_EXERCISE DIRECTIONS:_
Go through the listing beneath and show each line containing the string "iter".
☆ ☆ ☆ ☆
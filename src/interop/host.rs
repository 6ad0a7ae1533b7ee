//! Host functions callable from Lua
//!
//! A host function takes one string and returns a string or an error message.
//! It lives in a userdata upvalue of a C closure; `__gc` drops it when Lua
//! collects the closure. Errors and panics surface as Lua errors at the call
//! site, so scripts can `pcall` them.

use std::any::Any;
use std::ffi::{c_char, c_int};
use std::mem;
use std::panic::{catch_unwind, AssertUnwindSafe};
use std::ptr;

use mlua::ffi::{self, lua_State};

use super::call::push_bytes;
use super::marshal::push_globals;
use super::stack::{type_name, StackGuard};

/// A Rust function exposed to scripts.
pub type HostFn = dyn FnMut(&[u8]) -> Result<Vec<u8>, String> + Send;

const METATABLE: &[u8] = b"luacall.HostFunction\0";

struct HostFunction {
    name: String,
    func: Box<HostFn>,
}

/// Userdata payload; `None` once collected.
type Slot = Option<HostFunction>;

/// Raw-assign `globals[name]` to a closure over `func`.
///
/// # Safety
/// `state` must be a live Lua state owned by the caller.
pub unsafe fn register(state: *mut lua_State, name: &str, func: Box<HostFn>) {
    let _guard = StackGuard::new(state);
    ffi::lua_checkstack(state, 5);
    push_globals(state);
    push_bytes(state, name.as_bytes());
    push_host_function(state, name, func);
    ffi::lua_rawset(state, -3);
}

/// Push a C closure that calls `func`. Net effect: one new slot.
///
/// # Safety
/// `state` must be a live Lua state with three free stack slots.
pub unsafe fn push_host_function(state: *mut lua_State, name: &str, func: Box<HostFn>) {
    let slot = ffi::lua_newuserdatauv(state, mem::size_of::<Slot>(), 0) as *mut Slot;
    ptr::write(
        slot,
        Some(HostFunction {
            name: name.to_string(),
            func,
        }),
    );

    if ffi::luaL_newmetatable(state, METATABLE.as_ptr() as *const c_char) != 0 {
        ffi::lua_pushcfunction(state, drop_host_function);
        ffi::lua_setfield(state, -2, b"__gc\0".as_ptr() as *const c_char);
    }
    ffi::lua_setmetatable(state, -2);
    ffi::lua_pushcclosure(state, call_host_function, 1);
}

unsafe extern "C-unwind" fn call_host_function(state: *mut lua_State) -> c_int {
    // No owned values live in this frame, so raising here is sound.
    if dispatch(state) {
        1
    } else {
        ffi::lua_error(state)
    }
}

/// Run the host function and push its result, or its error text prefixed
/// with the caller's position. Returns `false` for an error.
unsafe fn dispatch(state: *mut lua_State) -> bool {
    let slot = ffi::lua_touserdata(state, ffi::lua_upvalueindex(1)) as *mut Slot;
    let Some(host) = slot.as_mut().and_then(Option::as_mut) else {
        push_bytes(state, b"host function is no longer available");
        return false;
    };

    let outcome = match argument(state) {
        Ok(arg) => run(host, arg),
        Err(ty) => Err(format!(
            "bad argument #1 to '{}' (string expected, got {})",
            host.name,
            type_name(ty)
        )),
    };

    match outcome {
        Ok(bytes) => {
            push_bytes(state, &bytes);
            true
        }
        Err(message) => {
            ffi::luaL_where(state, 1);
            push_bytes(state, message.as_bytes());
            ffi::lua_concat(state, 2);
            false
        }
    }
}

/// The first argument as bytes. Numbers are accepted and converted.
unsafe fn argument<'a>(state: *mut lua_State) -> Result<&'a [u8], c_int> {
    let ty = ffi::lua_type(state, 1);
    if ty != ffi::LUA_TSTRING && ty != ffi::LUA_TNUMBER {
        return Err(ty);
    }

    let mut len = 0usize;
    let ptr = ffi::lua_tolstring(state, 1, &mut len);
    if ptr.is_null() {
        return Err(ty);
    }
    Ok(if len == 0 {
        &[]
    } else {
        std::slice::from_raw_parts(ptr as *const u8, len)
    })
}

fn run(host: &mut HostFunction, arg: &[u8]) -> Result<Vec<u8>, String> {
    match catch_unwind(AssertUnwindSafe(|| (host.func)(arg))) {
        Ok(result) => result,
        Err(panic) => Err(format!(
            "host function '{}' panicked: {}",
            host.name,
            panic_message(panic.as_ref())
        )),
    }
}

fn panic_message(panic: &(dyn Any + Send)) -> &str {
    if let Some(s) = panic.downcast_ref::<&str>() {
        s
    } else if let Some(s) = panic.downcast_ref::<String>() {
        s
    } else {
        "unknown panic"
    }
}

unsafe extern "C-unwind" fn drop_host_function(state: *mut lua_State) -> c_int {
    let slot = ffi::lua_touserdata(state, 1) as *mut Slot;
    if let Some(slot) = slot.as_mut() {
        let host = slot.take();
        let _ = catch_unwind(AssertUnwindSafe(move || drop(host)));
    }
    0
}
☆ ☆ ☆ ☆
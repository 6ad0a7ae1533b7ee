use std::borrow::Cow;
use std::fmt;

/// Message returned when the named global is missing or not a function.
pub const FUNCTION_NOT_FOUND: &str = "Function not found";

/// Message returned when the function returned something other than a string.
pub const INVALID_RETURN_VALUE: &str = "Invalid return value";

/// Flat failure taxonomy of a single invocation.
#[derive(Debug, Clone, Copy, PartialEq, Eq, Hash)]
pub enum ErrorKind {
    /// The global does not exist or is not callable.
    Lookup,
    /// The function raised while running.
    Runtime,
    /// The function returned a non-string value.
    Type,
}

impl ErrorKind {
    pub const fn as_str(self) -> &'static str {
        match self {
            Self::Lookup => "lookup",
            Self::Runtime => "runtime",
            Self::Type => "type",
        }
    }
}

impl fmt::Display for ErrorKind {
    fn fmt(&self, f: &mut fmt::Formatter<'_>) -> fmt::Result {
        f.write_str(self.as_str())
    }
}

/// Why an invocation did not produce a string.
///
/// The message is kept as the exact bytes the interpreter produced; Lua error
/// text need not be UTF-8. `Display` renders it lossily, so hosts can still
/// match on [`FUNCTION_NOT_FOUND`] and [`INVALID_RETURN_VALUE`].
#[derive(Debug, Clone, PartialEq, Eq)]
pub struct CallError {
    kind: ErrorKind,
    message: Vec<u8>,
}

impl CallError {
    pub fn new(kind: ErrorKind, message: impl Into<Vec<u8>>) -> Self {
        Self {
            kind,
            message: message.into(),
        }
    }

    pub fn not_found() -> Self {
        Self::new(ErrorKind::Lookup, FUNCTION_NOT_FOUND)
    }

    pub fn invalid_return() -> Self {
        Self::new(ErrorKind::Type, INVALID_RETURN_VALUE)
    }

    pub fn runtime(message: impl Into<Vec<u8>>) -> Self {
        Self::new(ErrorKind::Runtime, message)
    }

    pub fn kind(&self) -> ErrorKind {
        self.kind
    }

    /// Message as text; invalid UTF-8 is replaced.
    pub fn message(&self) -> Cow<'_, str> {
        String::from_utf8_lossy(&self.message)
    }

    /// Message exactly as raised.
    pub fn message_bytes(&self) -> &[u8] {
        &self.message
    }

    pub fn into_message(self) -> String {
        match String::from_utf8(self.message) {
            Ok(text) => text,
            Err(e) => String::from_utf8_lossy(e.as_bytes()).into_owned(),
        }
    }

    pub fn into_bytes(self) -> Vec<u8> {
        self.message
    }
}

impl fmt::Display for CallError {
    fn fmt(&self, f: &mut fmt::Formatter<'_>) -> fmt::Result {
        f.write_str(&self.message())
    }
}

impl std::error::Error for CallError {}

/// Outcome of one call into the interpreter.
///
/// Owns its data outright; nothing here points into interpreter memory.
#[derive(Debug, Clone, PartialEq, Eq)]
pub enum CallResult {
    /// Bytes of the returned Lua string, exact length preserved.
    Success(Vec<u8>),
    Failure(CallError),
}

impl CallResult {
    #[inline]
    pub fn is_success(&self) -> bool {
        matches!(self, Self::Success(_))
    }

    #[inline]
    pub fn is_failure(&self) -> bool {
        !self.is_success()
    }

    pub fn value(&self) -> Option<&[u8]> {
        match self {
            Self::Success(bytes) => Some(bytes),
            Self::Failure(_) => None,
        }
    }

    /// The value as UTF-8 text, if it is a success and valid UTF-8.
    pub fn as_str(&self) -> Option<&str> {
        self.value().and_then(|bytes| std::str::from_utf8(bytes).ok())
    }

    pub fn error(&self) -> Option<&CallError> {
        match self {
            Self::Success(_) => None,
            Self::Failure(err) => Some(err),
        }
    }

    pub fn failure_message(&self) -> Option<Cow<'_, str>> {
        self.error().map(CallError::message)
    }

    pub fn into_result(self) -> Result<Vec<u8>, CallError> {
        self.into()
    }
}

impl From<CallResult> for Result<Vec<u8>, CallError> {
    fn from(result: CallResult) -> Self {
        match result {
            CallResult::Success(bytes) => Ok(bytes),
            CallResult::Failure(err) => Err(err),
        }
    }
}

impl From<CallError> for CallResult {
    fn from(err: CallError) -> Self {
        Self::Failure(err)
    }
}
☆ ☆ ☆ ☆
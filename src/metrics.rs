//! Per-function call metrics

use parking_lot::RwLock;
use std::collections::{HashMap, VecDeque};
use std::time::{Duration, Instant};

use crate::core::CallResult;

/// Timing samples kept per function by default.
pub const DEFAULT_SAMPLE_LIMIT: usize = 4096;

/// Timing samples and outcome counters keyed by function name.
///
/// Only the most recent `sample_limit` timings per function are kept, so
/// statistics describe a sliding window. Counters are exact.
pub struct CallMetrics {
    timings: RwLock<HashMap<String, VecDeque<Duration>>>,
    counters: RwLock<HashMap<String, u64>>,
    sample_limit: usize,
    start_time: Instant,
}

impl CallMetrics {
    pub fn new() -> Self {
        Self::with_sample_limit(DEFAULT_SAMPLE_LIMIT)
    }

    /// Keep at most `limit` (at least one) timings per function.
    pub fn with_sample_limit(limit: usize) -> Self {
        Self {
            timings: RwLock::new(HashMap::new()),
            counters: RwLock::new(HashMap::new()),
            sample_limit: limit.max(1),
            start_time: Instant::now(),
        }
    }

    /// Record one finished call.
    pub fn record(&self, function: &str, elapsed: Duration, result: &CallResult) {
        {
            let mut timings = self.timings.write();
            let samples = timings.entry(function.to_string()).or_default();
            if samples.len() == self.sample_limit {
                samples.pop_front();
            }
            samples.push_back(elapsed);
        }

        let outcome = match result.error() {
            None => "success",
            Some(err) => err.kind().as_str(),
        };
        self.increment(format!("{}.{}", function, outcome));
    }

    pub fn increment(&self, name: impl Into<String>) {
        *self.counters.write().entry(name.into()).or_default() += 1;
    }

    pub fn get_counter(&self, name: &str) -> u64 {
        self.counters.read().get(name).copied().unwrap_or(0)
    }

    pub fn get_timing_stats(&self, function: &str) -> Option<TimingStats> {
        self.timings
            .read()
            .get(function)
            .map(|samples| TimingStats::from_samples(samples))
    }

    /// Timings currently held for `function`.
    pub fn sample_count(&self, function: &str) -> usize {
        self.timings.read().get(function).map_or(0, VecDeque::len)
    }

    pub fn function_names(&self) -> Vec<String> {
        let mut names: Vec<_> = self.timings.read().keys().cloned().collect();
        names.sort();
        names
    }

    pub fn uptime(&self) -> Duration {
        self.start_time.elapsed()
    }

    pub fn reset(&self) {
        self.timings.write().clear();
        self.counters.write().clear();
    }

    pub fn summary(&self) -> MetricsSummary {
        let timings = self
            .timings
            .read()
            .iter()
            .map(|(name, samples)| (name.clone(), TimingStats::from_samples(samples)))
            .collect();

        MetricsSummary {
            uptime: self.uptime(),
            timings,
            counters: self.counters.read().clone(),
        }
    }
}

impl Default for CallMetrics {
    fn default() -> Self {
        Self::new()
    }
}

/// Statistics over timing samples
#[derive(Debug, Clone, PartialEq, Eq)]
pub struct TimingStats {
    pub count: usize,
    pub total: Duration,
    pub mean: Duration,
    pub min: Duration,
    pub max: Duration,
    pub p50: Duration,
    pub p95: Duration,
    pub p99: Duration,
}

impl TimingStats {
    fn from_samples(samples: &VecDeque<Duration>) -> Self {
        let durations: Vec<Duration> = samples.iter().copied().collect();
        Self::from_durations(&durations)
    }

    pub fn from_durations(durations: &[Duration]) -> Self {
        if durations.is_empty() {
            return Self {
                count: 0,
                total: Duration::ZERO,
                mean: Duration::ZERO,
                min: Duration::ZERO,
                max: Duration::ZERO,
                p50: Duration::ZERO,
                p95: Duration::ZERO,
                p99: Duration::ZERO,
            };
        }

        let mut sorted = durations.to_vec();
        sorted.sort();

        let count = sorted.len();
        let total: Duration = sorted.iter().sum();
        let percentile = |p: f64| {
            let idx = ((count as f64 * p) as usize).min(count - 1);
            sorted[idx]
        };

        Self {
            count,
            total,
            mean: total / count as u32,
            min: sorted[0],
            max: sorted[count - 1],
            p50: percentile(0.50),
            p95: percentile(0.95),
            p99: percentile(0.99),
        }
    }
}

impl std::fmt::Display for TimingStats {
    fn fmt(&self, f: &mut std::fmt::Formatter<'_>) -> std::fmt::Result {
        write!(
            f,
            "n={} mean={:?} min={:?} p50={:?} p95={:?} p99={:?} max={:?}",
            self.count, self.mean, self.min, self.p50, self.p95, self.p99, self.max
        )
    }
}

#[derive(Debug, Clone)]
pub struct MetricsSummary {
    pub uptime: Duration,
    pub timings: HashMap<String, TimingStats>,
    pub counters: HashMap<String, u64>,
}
☆ ☆ ☆ ☆
_SOLUTION FOR THIS EXERCISE:_
            .iter()
        let durations: Vec<Duration> = samples.iter().copied().collect();
        let total: Duration = sorted.iter().sum();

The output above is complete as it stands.